SKEDSOFT

Neural Network & Fuzzy Systems

Introduction:-This model is based on the assumption that the whole process of speech recognition and language analysis is an integrated continuous process and the border between the two is not well-defined.


This process can be viewed in two dimensions time and type of knowledge applied in order to recognize and understand a spoken sequence, where the speech recognition and language analysis phases overlap in both dimensions. For example, correctly recognizing a spoken phoneme may require understanding the context of the whole word, and also some words pronounced before and after it.

Figure represents the applicability of neural networks and fuzzy systems to solving different subtasks from the speech recognition and language understanding processes represented in the two dimensions: "time" and "type of recognition.

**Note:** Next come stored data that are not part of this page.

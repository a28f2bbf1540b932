//! Core of the genomic range query gateway
//!
//! This crate answers batches of range queries against remote genomic files
//! (coverage tracks, feature tracks, reference sequences and read alignments). It
//! does not decode any file format itself: a decoder implements
//! [`reader::SourceReader`] and [`reader::ReaderFactory`], and this crate takes care of
//! everything around it:
//!
//! - **Object Storage Integration**: byte-range loaders for GCS, S3 and HTTP(S)
//!   locators via OpenDAL
//! - **Dispatch**: concurrent execution of a batch with results in input order
//! - **Resolution Selection**: picking the coarsest pre-aggregated level that still
//!   satisfies the requested granularity
//! - **Resampling**: condensing records into a fixed number of pixel buckets
//! - **Stream Multiplexing**: interleaving many result streams over one line-framed body
//!
//! ## Usage
//!
//! ```rust,no_run
//! use gateway_bio_range_core::test_utils::{MemoryFactory, MemorySource, value_record};
//! use gateway_bio_range_core::{ObjectStorageOptions, RangeQuery, RequestDispatcher};
//! use std::sync::Arc;
//!
//! # async fn example() {
//! let factory = MemoryFactory::new().with_source(
//!     "https://example.org/a.bigwig",
//!     MemorySource::coverage(vec![value_record("chr1", 0, 10, 1.0)]),
//! );
//! let dispatcher =
//!     RequestDispatcher::new(Arc::new(factory), ObjectStorageOptions::default(), None);
//! let query = RangeQuery::new("https://example.org/a.bigwig", "chr1", 0, 1000)
//!     .with_pixel_width(100);
//! let results = dispatcher.dispatch(&[query]).await;
//! assert!(results[0].is_ok());
//! # }
//! ```
//!
//! ## Modules
//!
//! - [`dispatch`]: batch fan-out and read path routing
//! - [`multiplex`]: line-framed stream multiplexing
//! - [`object_storage`]: locator parsing and byte-range loaders

#![warn(missing_docs)]

/// Alignment file reads and the alignment window cap
pub mod alignment;
/// Batch-scoped reader cache
pub mod cache;
/// Batch dispatch
pub mod dispatch;
/// Per-query result envelopes
pub mod envelope;
/// Error types
pub mod error;
/// Request, record and header types
pub mod model;
/// Stream multiplexing
pub mod multiplex;
/// Object storage integration for remote file access
pub mod object_storage;
/// Decoder contract
pub mod reader;
/// Pixel condensing
pub mod resample;
/// Resolution level selection
pub mod resolution;
/// In-memory sources for tests
pub mod test_utils;

pub use cache::{ReaderCache, ReaderHandle};
pub use dispatch::RequestDispatcher;
pub use envelope::{RequestError, ResultEnvelope, wrap_request};
pub use error::{GatewayError, Result};
pub use model::{DataRecord, QueryBatch, QueryData, RangeQuery, SourceHeader, SourceKind};
pub use multiplex::{MultiplexedStreamer, parse_multiplexed};
pub use object_storage::ObjectStorageOptions;
pub use reader::{ReaderFactory, SourceReader};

It has the following main modules:

  • Preprocessing module. This performs nonlinear transformations over the raw speech signal and extracts features. Different standard transformations could be applied.
  • A neural network module for low-level, phoneme recognition. This can be a single neural network or a multi network structure of many specialized neural networks for recognizing patterns of sub-units, for example parts of phonemes or phonemes. Different types of networks can be used. This module is adaptable and trainable with speech samples of phonemes from a speech corpus.
  • A higher-level fuzzy rule-based system performs approximate reasoning over fuzzy rules for phoneme, words, sentence, concept, and meaning recognition. The higher level is, in general, a multilayer structure of fuzzy rules which represent different layers of speech and language knowledge.It can be a simple flat fuzzy rules system or a quite complicated system, depending on the task.

For example, the fuzzy system realizes linguistic rules from a set of linguistic knowledge, forms words and matches the recognized words into a pre-defined dictionary.

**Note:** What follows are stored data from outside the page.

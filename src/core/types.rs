use serde::Serialize;

/// Highest after-tax salary to net worth ratio that still counts as coasting.
pub const TARGET_SALARY_RATIO: f64 = 0.10;
/// Months of annual spend the cash buffer must cover.
pub const BUFFER_MONTHS: f64 = 6.0;
/// Signed fractional distance from a threshold that still reads as "close".
pub const CLOSE_BAND: f64 = 0.05;
/// Alternative return assumptions for the sensitivity scan, ascending.
pub const SENSITIVITY_RATES: [f64; 5] = [0.08, 0.09, 0.10, 0.11, 0.12];

pub const ALL_RULES_PASS_LABEL: &str = "All rules pass";

#[derive(Copy, Clone, Debug, Eq, PartialEq, Serialize)]
#[serde(rename_all = "kebab-case")]
pub enum FilingStatus {
    Single,
    MarriedJoint,
    MarriedSeparate,
    HeadOfHousehold,
}

impl FilingStatus {
    pub fn label(self) -> &'static str {
        match self {
            FilingStatus::Single => "single",
            FilingStatus::MarriedJoint => "married filing jointly",
            FilingStatus::MarriedSeparate => "married filing separately",
            FilingStatus::HeadOfHousehold => "head of household",
        }
    }
}

#[derive(Debug, Clone)]
pub struct Inputs {
    pub net_worth: f64,
    pub salary: f64,
    pub salary_tax_rate: f64,
    pub invest_return: f64,
    pub invest_tax_rate: f64,
    pub spend: f64,
    pub side_income: f64,
    pub cash_on_hand: f64,
    // Display only; the engine never reads these.
    pub state: String,
    pub filing: FilingStatus,
}

#[derive(Copy, Clone, Debug, Eq, PartialEq, Serialize)]
pub enum Verdict {
    #[serde(rename = "YES")]
    Yes,
    #[serde(rename = "CLOSE")]
    Close,
    #[serde(rename = "NOT YET")]
    NotYet,
}

impl Verdict {
    pub fn label(self) -> &'static str {
        match self {
            Verdict::Yes => "YES",
            Verdict::Close => "CLOSE",
            Verdict::NotYet => "NOT YET",
        }
    }

    pub fn subline(self) -> &'static str {
        match self {
            Verdict::Yes => "Every rule passes. Your assets can carry your spending from here.",
            Verdict::Close => "Within 5% of every threshold. One small move gets you there.",
            Verdict::NotYet => "At least one rule is more than 5% short of its threshold.",
        }
    }
}

/// The three coast rules, in the order they are evaluated and tie-broken.
#[derive(Copy, Clone, Debug, Eq, PartialEq, Serialize)]
#[serde(rename_all = "camelCase")]
pub enum Rule {
    SalaryRatio,
    Coverage,
    CashBuffer,
}

impl Rule {
    pub const ORDER: [Rule; 3] = [Rule::SalaryRatio, Rule::Coverage, Rule::CashBuffer];

    pub fn driver_label(self) -> &'static str {
        match self {
            Rule::SalaryRatio => "Salary too large relative to net worth",
            Rule::Coverage => "Returns plus side income fall short of spending",
            Rule::CashBuffer => "Insufficient cash buffer",
        }
    }
}

#[derive(Copy, Clone, Debug, PartialEq, Serialize)]
pub struct RuleOutcome {
    pub pass: bool,
    /// Positive is passing margin, negative is shortfall as a fraction of the threshold.
    pub gap: f64,
}

impl RuleOutcome {
    /// Gap used for ranking; a passing rule can never be the binding constraint.
    pub fn ranking_gap(self) -> f64 {
        if self.pass { f64::INFINITY } else { self.gap }
    }
}

#[derive(Copy, Clone, Debug, PartialEq, Serialize)]
#[serde(rename_all = "camelCase")]
pub struct RuleOutcomes {
    pub salary_ratio: RuleOutcome,
    pub coverage: RuleOutcome,
    pub cash_buffer: RuleOutcome,
}

impl RuleOutcomes {
    pub fn get(&self, rule: Rule) -> RuleOutcome {
        match rule {
            Rule::SalaryRatio => self.salary_ratio,
            Rule::Coverage => self.coverage,
            Rule::CashBuffer => self.cash_buffer,
        }
    }

    pub fn all(&self) -> [RuleOutcome; 3] {
        [self.salary_ratio, self.coverage, self.cash_buffer]
    }
}

#[derive(Copy, Clone, Debug, PartialEq, Serialize)]
#[serde(rename_all = "camelCase")]
pub struct Derived {
    pub after_tax_salary: f64,
    pub salary_vs_net_worth: f64,
    pub after_tax_return_rate: f64,
    pub after_tax_portfolio_return: f64,
    pub coverage: f64,
    pub buffer_target: f64,
    pub net_worth_target: f64,
}

#[derive(Copy, Clone, Debug, Eq, PartialEq, Serialize)]
#[serde(rename_all = "camelCase")]
pub enum Lever {
    GrowNetWorthForSalaryRatio,
    AddSideIncome,
    CutSpending,
    GrowNetWorthForCoverage,
    AddCash,
}

impl Lever {
    #[cfg(test)]
    pub fn rule(self) -> Rule {
        match self {
            Lever::GrowNetWorthForSalaryRatio => Rule::SalaryRatio,
            Lever::AddSideIncome | Lever::CutSpending | Lever::GrowNetWorthForCoverage => {
                Rule::Coverage
            }
            Lever::AddCash => Rule::CashBuffer,
        }
    }
}

#[derive(Copy, Clone, Debug, PartialEq, Serialize)]
#[serde(rename_all = "camelCase")]
pub struct NextStep {
    pub lever: Lever,
    pub amount: f64,
}

#[derive(Debug, Clone, Serialize)]
#[serde(rename_all = "camelCase")]
pub struct Evaluation {
    pub verdict: Verdict,
    pub subline: &'static str,
    pub driver: Option<Rule>,
    pub driver_label: &'static str,
    pub worst_gap: f64,
    pub rules: RuleOutcomes,
    pub derived: Derived,
    pub next_step: Option<NextStep>,
    pub next_step_message: String,
}

#[derive(Debug, Clone, Serialize)]
#[serde(rename_all = "camelCase")]
pub struct ScenarioResult {
    pub rate: f64,
    pub after_tax_return: f64,
    pub coverage: f64,
    pub rule_c: RuleOutcome,
    pub verdict: Verdict,
}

The following principles are used when building a concrete speech recognition system based on the model of figure 6.14:

  • The principle of hierarchy. The speech elements are recognized through their natural hierarchy of subunits, units, strings.
  • The principle of a delayed decision. A lower-level decision is temporarily accepted for further processing, but is subject to correction due to the higher-level knowledge available and the interaction between the levels in the system.
  • The principle of the fuzzy winner. At each level, not one, but many possible subunits and units are kept for further processing and not just the one winning at that moment.
  • he principle of making use of both data and knowledge when building a speech recognition system. This principle means also applying both "unconscious," "blind," or "stimulus-reaction “recognition, and "conscious," rule-based or directed, recognition.

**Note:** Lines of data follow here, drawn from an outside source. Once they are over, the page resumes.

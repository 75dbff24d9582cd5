#[tokio::main]
async fn main() {
    if let Err(e) = coast_fire::api::run().await {
        eprintln!("Error: {e}");
        std::process::exit(1);
    }
}
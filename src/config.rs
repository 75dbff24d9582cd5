use std::env;
use std::net::{IpAddr, SocketAddr};

use thiserror::Error;

/// Settings for the HTTP surface; model constants are fixed at build time.
#[derive(Debug, Clone)]
pub struct AppConfig {
    pub server: ServerConfig,
    pub telemetry: TelemetryConfig,
}

impl AppConfig {
    pub fn load() -> Result<Self, ConfigError> {
        dotenvy::dotenv().ok();
        Self::from_lookup(|key| env::var(key).ok())
    }

    pub fn from_lookup<F>(lookup: F) -> Result<Self, ConfigError>
    where
        F: Fn(&str) -> Option<String>,
    {
        let host = lookup("COAST_HOST").unwrap_or_else(|| "127.0.0.1".to_string());
        let port = match lookup("COAST_PORT") {
            Some(raw) => raw
                .trim()
                .parse::<u16>()
                .map_err(|_| ConfigError::InvalidPort { value: raw })?,
            None => 8080,
        };
        let log_level = lookup("COAST_LOG_LEVEL").unwrap_or_else(|| "info".to_string());

        Ok(Self {
            server: ServerConfig { host, port },
            telemetry: TelemetryConfig { log_level },
        })
    }
}

#[derive(Debug, Clone)]
pub struct ServerConfig {
    pub host: String,
    pub port: u16,
}

impl ServerConfig {
    pub fn socket_addr(&self) -> Result<SocketAddr, ConfigError> {
        if self.host.eq_ignore_ascii_case("localhost") {
            return Ok(SocketAddr::new(IpAddr::from([127, 0, 0, 1]), self.port));
        }

        let ip: IpAddr = self
            .host
            .parse()
            .map_err(|source| ConfigError::InvalidHost {
                value: self.host.clone(),
                source,
            })?;
        Ok(SocketAddr::new(ip, self.port))
    }
}

#[derive(Debug, Clone)]
pub struct TelemetryConfig {
    pub log_level: String,
}

#[derive(Debug, Error)]
pub enum ConfigError {
    #[error("COAST_PORT must be a valid u16, got '{value}'")]
    InvalidPort { value: String },
    #[error("COAST_HOST must be an IPv4/IPv6 address or localhost, got '{value}'")]
    InvalidHost {
        value: String,
        #[source]
        source: std::net::AddrParseError,
    },
}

The principle of adaptability:-A system based on the model is adaptable to new variations of speech, new vocabularies, etc. The adaptability is achieved in three ways: (1) additional training of the neural networks at the lower level with examples of new speech variations; (2) adding or changing fuzzy rules in the higher-level module for representing the new speech characteristics; (3) learning fuzzy rules from new speech data and adding these rules to the already existing ones for higher-level processing.